**Work to be completed:** In the listing that follows, the range to quote begins at the line that has "connection is set up" and ends after the line that has "units of work at cleanup"; quote it verbatim and add nothing.

**Information given:**
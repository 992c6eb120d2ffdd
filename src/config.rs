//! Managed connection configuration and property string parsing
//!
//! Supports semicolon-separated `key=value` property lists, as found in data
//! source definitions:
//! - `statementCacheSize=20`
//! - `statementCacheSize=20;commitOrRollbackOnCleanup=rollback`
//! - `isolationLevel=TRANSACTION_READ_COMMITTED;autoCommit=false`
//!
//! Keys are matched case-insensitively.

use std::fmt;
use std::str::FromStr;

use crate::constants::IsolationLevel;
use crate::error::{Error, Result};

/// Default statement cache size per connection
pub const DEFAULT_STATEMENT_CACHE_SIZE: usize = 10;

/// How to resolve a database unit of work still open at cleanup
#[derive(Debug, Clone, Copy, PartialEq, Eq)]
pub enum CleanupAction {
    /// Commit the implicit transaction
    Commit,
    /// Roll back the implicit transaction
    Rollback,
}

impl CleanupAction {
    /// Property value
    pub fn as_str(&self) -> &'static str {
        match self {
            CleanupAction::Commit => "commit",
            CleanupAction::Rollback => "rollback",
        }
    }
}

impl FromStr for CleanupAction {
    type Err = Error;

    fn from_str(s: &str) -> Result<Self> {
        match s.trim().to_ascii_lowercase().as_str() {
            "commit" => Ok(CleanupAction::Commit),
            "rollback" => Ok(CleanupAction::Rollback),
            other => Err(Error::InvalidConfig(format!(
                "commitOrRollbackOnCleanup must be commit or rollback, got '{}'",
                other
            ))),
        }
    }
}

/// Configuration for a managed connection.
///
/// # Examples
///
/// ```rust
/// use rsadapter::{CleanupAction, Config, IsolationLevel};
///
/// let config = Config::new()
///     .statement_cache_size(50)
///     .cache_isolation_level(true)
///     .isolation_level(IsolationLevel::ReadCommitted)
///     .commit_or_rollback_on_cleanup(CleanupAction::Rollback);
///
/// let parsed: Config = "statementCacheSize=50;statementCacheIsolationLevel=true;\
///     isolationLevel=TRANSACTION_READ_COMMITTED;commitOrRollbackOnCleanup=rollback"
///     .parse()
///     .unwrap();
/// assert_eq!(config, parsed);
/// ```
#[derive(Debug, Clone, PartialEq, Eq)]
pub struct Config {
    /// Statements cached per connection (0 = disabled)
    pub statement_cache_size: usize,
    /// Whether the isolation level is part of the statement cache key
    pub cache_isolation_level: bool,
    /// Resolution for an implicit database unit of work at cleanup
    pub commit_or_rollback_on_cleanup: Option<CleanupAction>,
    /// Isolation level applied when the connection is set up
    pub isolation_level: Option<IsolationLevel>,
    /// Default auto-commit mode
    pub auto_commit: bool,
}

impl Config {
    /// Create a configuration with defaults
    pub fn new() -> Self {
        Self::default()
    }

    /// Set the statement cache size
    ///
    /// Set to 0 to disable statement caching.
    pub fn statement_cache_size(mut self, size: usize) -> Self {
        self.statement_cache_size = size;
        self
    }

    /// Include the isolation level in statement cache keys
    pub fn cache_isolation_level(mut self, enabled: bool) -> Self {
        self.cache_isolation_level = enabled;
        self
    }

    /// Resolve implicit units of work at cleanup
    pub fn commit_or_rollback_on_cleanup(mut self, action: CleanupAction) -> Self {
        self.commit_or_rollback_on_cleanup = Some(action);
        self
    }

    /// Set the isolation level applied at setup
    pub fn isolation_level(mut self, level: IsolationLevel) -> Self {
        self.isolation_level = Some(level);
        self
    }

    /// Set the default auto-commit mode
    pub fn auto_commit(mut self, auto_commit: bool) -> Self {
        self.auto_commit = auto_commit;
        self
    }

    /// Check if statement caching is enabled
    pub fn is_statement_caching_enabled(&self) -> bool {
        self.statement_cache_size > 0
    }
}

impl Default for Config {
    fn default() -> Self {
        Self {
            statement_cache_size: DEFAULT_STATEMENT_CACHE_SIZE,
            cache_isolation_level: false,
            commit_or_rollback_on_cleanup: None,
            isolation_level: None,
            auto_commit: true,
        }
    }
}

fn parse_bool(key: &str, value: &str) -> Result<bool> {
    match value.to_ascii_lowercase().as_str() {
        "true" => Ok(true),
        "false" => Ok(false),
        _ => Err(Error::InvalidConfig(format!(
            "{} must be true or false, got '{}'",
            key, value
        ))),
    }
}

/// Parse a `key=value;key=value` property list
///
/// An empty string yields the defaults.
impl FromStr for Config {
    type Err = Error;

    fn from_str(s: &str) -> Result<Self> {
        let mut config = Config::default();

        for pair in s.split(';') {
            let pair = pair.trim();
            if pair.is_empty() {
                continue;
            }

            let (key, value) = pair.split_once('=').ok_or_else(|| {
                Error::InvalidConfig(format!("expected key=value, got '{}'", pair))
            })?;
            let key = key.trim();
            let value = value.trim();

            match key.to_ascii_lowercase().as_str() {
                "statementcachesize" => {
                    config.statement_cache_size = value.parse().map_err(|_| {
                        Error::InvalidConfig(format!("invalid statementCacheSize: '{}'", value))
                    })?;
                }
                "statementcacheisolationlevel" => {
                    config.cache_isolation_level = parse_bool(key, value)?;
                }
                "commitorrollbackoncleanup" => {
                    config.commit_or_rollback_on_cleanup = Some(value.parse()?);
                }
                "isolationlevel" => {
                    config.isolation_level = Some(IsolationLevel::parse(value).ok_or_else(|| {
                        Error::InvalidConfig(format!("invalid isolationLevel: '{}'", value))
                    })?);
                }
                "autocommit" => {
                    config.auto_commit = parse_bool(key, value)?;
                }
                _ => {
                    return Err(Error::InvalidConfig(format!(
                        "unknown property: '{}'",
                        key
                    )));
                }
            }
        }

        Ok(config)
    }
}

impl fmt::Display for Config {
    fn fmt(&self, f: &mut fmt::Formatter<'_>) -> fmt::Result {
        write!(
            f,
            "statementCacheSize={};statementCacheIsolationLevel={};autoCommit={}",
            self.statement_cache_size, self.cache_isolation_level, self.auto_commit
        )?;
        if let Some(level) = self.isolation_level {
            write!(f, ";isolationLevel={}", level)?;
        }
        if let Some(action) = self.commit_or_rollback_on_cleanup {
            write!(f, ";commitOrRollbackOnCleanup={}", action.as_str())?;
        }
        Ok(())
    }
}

**Result of the task:**
    /// Isolation level applied when the connection is set up
    pub isolation_level: Option<IsolationLevel>,
    /// Default auto-commit mode
    pub auto_commit: bool,
}

impl Config {
    /// Create a configuration with defaults
    pub fn new() -> Self {
        Self::default()
    }

    /// Set the statement cache size
    ///
    /// Set to 0 to disable statement caching.
    pub fn statement_cache_size(mut self, size: usize) -> Self {
        self.statement_cache_size = size;
        self
    }

    /// Include the isolation level in statement cache keys
    pub fn cache_isolation_level(mut self, enabled: bool) -> Self {
        self.cache_isolation_level = enabled;
        self
    }

    /// Resolve implicit units of work at cleanup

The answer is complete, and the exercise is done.